Which lines of the records below contain the word "seen"? Copy each of them out.

Saved data entries:
╭──
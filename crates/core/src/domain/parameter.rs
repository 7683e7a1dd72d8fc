//! Parameter declarations and their grouping
//!
//! A [`Parameter`] is a static, immutable declaration: a flat key, a kind
//! (toggle, continuous range, or enumerated choice) and a default. Bundles
//! group the parameters of one effect, stacks order the bundles of a whole
//! rack. Both only borrow their elements; the declaring module owns them.
//!
//! Declaration order is load-bearing: the tunables of a bundle are handed to
//! its effect positionally, and the bundle order of a stack is the order in
//! which effects process audio.

use crate::domain::error::{RackError, Result};
use crate::domain::store::ParameterStore;
use serde::{Deserialize, Serialize};
use std::collections::HashSet;

/// Current value of a parameter as held by the store
#[derive(Debug, Clone, Copy, PartialEq, Serialize, Deserialize)]
#[serde(tag = "type", content = "value")]
pub enum ParameterValue {
    Bool(bool),
    Float(f32),
    Choice(usize),
}

impl ParameterValue {
    /// Positional argument form handed to `Effect::set_params`
    #[inline]
    pub fn as_f32(&self) -> f32 {
        match *self {
            ParameterValue::Bool(b) => {
                if b {
                    1.0
                } else {
                    0.0
                }
            }
            ParameterValue::Float(v) => v,
            ParameterValue::Choice(i) => i as f32,
        }
    }

    /// Interpret as a toggle state; non-zero numbers count as on
    #[inline]
    pub fn as_bool(&self) -> bool {
        match *self {
            ParameterValue::Bool(b) => b,
            ParameterValue::Float(v) => v != 0.0,
            ParameterValue::Choice(i) => i != 0,
        }
    }
}

/// Kind and domain of a parameter
#[derive(Debug, Clone, Copy, PartialEq)]
pub enum ParameterKind {
    /// On/off toggle
    Bool { default: bool },
    /// Continuous value on the closed interval `[min, max]`
    Float { min: f32, max: f32, default: f32 },
    /// Index into an ordered list of labels
    Choice {
        labels: &'static [&'static str],
        default: usize,
    },
}

impl ParameterKind {
    pub fn default_value(&self) -> ParameterValue {
        match *self {
            ParameterKind::Bool { default } => ParameterValue::Bool(default),
            ParameterKind::Float { default, .. } => ParameterValue::Float(default),
            ParameterKind::Choice { default, .. } => ParameterValue::Choice(default),
        }
    }

    pub fn type_name(&self) -> &'static str {
        match self {
            ParameterKind::Bool { .. } => "bool",
            ParameterKind::Float { .. } => "float",
            ParameterKind::Choice { .. } => "choice",
        }
    }

    /// Fit `value` into this domain.
    ///
    /// Continuous values are clamped; discrete values outside the domain are
    /// rejected so the caller can keep the previous value.
    pub fn coerce(&self, name: &str, value: ParameterValue) -> Result<ParameterValue> {
        match (*self, value) {
            (ParameterKind::Bool { .. }, ParameterValue::Bool(b)) => Ok(ParameterValue::Bool(b)),
            (ParameterKind::Float { min, max, .. }, ParameterValue::Float(v)) => {
                if v.is_nan() {
                    return Err(RackError::OutOfRange {
                        name: name.to_string(),
                        reason: "NaN is not a valid value".to_string(),
                    });
                }
                Ok(ParameterValue::Float(v.clamp(min, max)))
            }
            (ParameterKind::Choice { labels, .. }, ParameterValue::Choice(index)) => {
                Self::check_index(name, labels, index)
            }
            // Hosts and config files often carry choice indices as plain numbers
            (ParameterKind::Choice { labels, .. }, ParameterValue::Float(v))
                if v >= 0.0 && v.fract() == 0.0 =>
            {
                Self::check_index(name, labels, v as usize)
            }
            (kind, _) => Err(RackError::TypeMismatch {
                name: name.to_string(),
                expected: kind.type_name(),
            }),
        }
    }

    fn check_index(
        name: &str,
        labels: &'static [&'static str],
        index: usize,
    ) -> Result<ParameterValue> {
        if index < labels.len() {
            Ok(ParameterValue::Choice(index))
        } else {
            Err(RackError::OutOfRange {
                name: name.to_string(),
                reason: format!("choice index {} outside [0, {})", index, labels.len()),
            })
        }
    }

    /// Pack a value of this kind into the store's atomic word
    #[inline]
    pub(crate) fn encode(&self, value: ParameterValue) -> u32 {
        match value {
            ParameterValue::Bool(b) => b as u32,
            ParameterValue::Float(v) => v.to_bits(),
            ParameterValue::Choice(i) => i as u32,
        }
    }

    #[inline]
    pub(crate) fn decode(&self, bits: u32) -> ParameterValue {
        match self {
            ParameterKind::Bool { .. } => ParameterValue::Bool(bits != 0),
            ParameterKind::Float { .. } => ParameterValue::Float(f32::from_bits(bits)),
            ParameterKind::Choice { .. } => ParameterValue::Choice(bits as usize),
        }
    }

    /// Same as `decode(bits).as_f32()` without building the enum
    #[inline]
    pub(crate) fn decode_f32(&self, bits: u32) -> f32 {
        match self {
            ParameterKind::Float { .. } => f32::from_bits(bits),
            ParameterKind::Bool { .. } | ParameterKind::Choice { .. } => bits as f32,
        }
    }
}

/// A named, typed, range-bounded parameter declaration
#[derive(Debug, Clone, Copy, PartialEq)]
pub struct Parameter {
    name: &'static str,
    kind: ParameterKind,
}

impl Parameter {
    pub const fn boolean(name: &'static str, default: bool) -> Self {
        Self {
            name,
            kind: ParameterKind::Bool { default },
        }
    }

    pub const fn float(name: &'static str, min: f32, max: f32, default: f32) -> Self {
        Self {
            name,
            kind: ParameterKind::Float { min, max, default },
        }
    }

    pub const fn choice(
        name: &'static str,
        labels: &'static [&'static str],
        default: usize,
    ) -> Self {
        Self {
            name,
            kind: ParameterKind::Choice { labels, default },
        }
    }

    pub fn name(&self) -> &'static str {
        self.name
    }

    pub fn kind(&self) -> ParameterKind {
        self.kind
    }

    pub fn is_toggle(&self) -> bool {
        matches!(self.kind, ParameterKind::Bool { .. })
    }

    pub fn is_choice(&self) -> bool {
        matches!(self.kind, ParameterKind::Choice { .. })
    }

    /// Check the declaration's own invariants
    pub fn validate(&self) -> Result<()> {
        let invalid = |reason: String| RackError::InvalidParameter {
            name: self.name.to_string(),
            reason,
        };

        if self.name.is_empty() {
            return Err(invalid("name must not be empty".to_string()));
        }

        match self.kind {
            ParameterKind::Bool { .. } => Ok(()),
            ParameterKind::Float { min, max, default } => {
                if !(min.is_finite() && max.is_finite() && default.is_finite()) {
                    Err(invalid("range and default must be finite".to_string()))
                } else if min > max {
                    Err(invalid(format!("min {} exceeds max {}", min, max)))
                } else if !(min..=max).contains(&default) {
                    Err(invalid(format!(
                        "default {} outside [{}, {}]",
                        default, min, max
                    )))
                } else {
                    Ok(())
                }
            }
            ParameterKind::Choice { labels, default } => {
                if labels.is_empty() {
                    Err(invalid("choice list is empty".to_string()))
                } else if default >= labels.len() {
                    Err(invalid(format!(
                        "default index {} outside [0, {})",
                        default,
                        labels.len()
                    )))
                } else {
                    Ok(())
                }
            }
        }
    }

    /// Register this parameter in the store with its default value
    pub fn add_to_store(&self, store: &mut ParameterStore) -> Result<()> {
        self.validate()?;
        store.register(self.name, self.kind, self.kind.default_value())
    }

    /// Append this declaration to a host parameter list
    pub fn add_to_tree<'a>(&'a self, list: &mut Vec<&'a Parameter>) {
        list.push(self);
    }
}

/// The parameters configuring one effect, including its bypass toggle
#[derive(Debug, Clone)]
pub struct ParameterBundle<'a> {
    name: &'a str,
    params: Vec<&'a Parameter>,
}

impl<'a> ParameterBundle<'a> {
    pub fn new(name: &'a str, params: impl IntoIterator<Item = &'a Parameter>) -> Self {
        Self {
            name,
            params: params.into_iter().collect(),
        }
    }

    pub fn name(&self) -> &'a str {
        self.name
    }

    pub fn params(&self) -> &[&'a Parameter] {
        &self.params
    }

    pub fn len(&self) -> usize {
        self.params.len()
    }

    pub fn is_empty(&self) -> bool {
        self.params.is_empty()
    }

    /// The bypass toggle (the bundle's single Bool parameter)
    pub fn toggle(&self) -> Option<&'a Parameter> {
        self.params.iter().copied().find(|p| p.is_toggle())
    }

    /// Float and choice parameters, in declaration order
    pub fn tunables(&self) -> impl Iterator<Item = &'a Parameter> + '_ {
        self.params.iter().copied().filter(|p| !p.is_toggle())
    }

    /// Number of arguments the bundle hands to `set_params`
    pub fn arity(&self) -> usize {
        self.tunables().count()
    }

    pub fn validate(&self) -> Result<()> {
        for param in &self.params {
            param.validate()?;
        }

        let toggles = self.params.iter().filter(|p| p.is_toggle()).count();
        if toggles != 1 {
            return Err(RackError::InvalidConfiguration(format!(
                "bundle {} must declare exactly one toggle, found {}",
                self.name, toggles
            )));
        }

        Ok(())
    }

    pub fn add_to_store(&self, store: &mut ParameterStore) -> Result<()> {
        for param in &self.params {
            param.add_to_store(store)?;
        }
        Ok(())
    }

    pub fn add_to_tree(&self, list: &mut Vec<&'a Parameter>) {
        list.extend(self.params.iter().copied());
    }
}

/// The complete, ordered parameter surface of a rack
///
/// Bundle order is effect processing order.
#[derive(Debug, Clone)]
pub struct ParameterStack<'a> {
    bundles: Vec<&'a ParameterBundle<'a>>,
}

impl<'a> ParameterStack<'a> {
    pub fn new(bundles: impl IntoIterator<Item = &'a ParameterBundle<'a>>) -> Self {
        Self {
            bundles: bundles.into_iter().collect(),
        }
    }

    pub fn bundles(&self) -> &[&'a ParameterBundle<'a>] {
        &self.bundles
    }

    pub fn len(&self) -> usize {
        self.bundles.len()
    }

    pub fn is_empty(&self) -> bool {
        self.bundles.is_empty()
    }

    /// Every declared parameter, bundle by bundle
    pub fn parameters(&self) -> impl Iterator<Item = &'a Parameter> + '_ {
        self.bundles
            .iter()
            .flat_map(|bundle| bundle.params().iter().copied())
    }

    /// Validate every bundle and the uniqueness of keys across the stack
    pub fn validate(&self) -> Result<()> {
        let mut seen = HashSet::new();
        for bundle in &self.bundles {
            bundle.validate()?;
            for param in bundle.params() {
                if !seen.insert(param.name()) {
                    return Err(RackError::DuplicateParameter(param.name().to_string()));
                }
            }
        }
        Ok(())
    }

    /// Register the whole stack.
    ///
    /// Everything is checked before the first key is inserted, so a failing
    /// stack leaves the store as it was.
    pub fn add_to_store(&self, store: &mut ParameterStore) -> Result<()> {
        self.validate()?;

        if let Some(existing) = self.parameters().find(|p| store.contains(p.name())) {
            return Err(RackError::DuplicateParameter(existing.name().to_string()));
        }

        for bundle in &self.bundles {
            bundle.add_to_store(store)?;
        }
        Ok(())
    }

    pub fn add_to_tree(&self, list: &mut Vec<&'a Parameter>) {
        for bundle in &self.bundles {
            bundle.add_to_tree(list);
        }
    }
}
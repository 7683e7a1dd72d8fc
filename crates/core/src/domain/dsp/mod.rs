//! Digital Signal Processing effects for audio processing
//!
//! This module provides the mono, sample-at-a-time effects hosted by the rack:
//! - Gain and clamp (utility stages)
//! - Chorus, flanger, phaser and tremolo (LFO modulation)
//! - Compressor with soft knee
//! - Damped feedback delay and comb-bank reverb
//! - Doppler pitch shifter (detune)
//!
//! All effects are designed for:
//! - Zero allocations after construction (delay lines are sized up front)
//! - Deterministic output: state depends only on the samples fed in
//! - Finite output for finite input

mod ambience;
mod basic;
mod dynamics;
mod modulation;
mod pitch;

pub use ambience::{Delay, Reverb};
pub use basic::{ClampEffect, GainEffect};
pub use dynamics::Compressor;
pub use modulation::{Chorus, Flanger, Phaser, Tremolo};
pub use pitch::Detune;

use std::f32::consts::PI;

/// Convert decibels to linear amplitude
#[inline]
pub fn db_to_gain(db: f32) -> f32 {
    10.0_f32.powf(db / 20.0)
}

/// Convert linear amplitude to decibels, floored at -120 dB
#[inline]
pub fn gain_to_db(gain: f32) -> f32 {
    20.0 * gain.max(1e-6).log10()
}

#[inline]
pub fn ms_to_samples(ms: f32, sample_rate: u32) -> f32 {
    ms * sample_rate as f32 / 1000.0
}

/// One-pole smoothing coefficient for a time constant in milliseconds
#[inline]
pub(crate) fn time_coeff(ms: f32, sample_rate: u32) -> f32 {
    let samples = ms_to_samples(ms, sample_rate);
    if samples <= 0.0 {
        0.0
    } else {
        (-1.0 / samples).exp()
    }
}

// ============================================================================
// DELAY LINE
// ============================================================================

/// Circular delay line with linear-interpolated fractional reads
///
/// Storage is allocated once in [`DelayLine::new`].
#[derive(Debug, Clone)]
pub struct DelayLine {
    buffer: Vec<f32>,
    write_pos: usize,
}

impl DelayLine {
    pub fn new(max_delay_samples: usize) -> Self {
        Self {
            buffer: vec![0.0; max_delay_samples.max(1) + 2],
            write_pos: 0,
        }
    }

    /// Longest readable delay in samples
    pub fn max_delay(&self) -> f32 {
        (self.buffer.len() - 2) as f32
    }

    /// Read `delay` samples behind the next write; 1.0 is the latest sample
    #[inline]
    pub fn read(&self, delay: f32) -> f32 {
        let len = self.buffer.len();
        let delay = delay.clamp(1.0, self.max_delay());
        let whole = delay.floor();
        let frac = delay - whole;
        let i = whole as usize;

        let a = self.buffer[(self.write_pos + len - i) % len];
        let b = self.buffer[(self.write_pos + len - i - 1) % len];
        a + (b - a) * frac
    }

    #[inline]
    pub fn write(&mut self, x: f32) {
        self.buffer[self.write_pos] = x;
        self.write_pos = (self.write_pos + 1) % self.buffer.len();
    }

    pub fn reset(&mut self) {
        self.buffer.fill(0.0);
        self.write_pos = 0;
    }
}

// ============================================================================
// LFO
// ============================================================================

/// Low-frequency oscillator waveform
#[derive(Debug, Clone, Copy, PartialEq, Eq)]
pub enum LfoShape {
    Sine,
    Triangle,
    Square,
}

impl LfoShape {
    pub const LABELS: [&'static str; 3] = ["sine", "triangle", "square"];

    /// Map a choice index (as carried by `set_params`) to a shape
    pub fn from_index(index: f32) -> Self {
        match index.round() as i32 {
            1 => LfoShape::Triangle,
            2 => LfoShape::Square,
            _ => LfoShape::Sine,
        }
    }
}

/// Phase-accumulating LFO, output in [-1, 1]
#[derive(Debug, Clone)]
pub struct Lfo {
    phase: f32,
    increment: f32,
    sample_rate: f32,
}

impl Lfo {
    pub fn new(sample_rate: u32) -> Self {
        Self {
            phase: 0.0,
            increment: 0.0,
            sample_rate: sample_rate.max(1) as f32,
        }
    }

    pub fn set_rate(&mut self, hz: f32) {
        self.increment = (hz / self.sample_rate).clamp(0.0, 0.5);
    }

    #[inline]
    pub fn next(&mut self, shape: LfoShape) -> f32 {
        let value = match shape {
            LfoShape::Sine => (2.0 * PI * self.phase).sin(),
            LfoShape::Triangle => 4.0 * (self.phase - 0.5).abs() - 1.0,
            LfoShape::Square => {
                if self.phase < 0.5 {
                    1.0
                } else {
                    -1.0
                }
            }
        };

        self.phase += self.increment;
        if self.phase >= 1.0 {
            self.phase -= 1.0;
        }

        value
    }

    pub fn reset(&mut self) {
        self.phase = 0.0;
    }
}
╰──
▸ **RESULT FOR THIS TASK**:
        let mut seen = HashSet::new();
                if !seen.insert(param.name()) {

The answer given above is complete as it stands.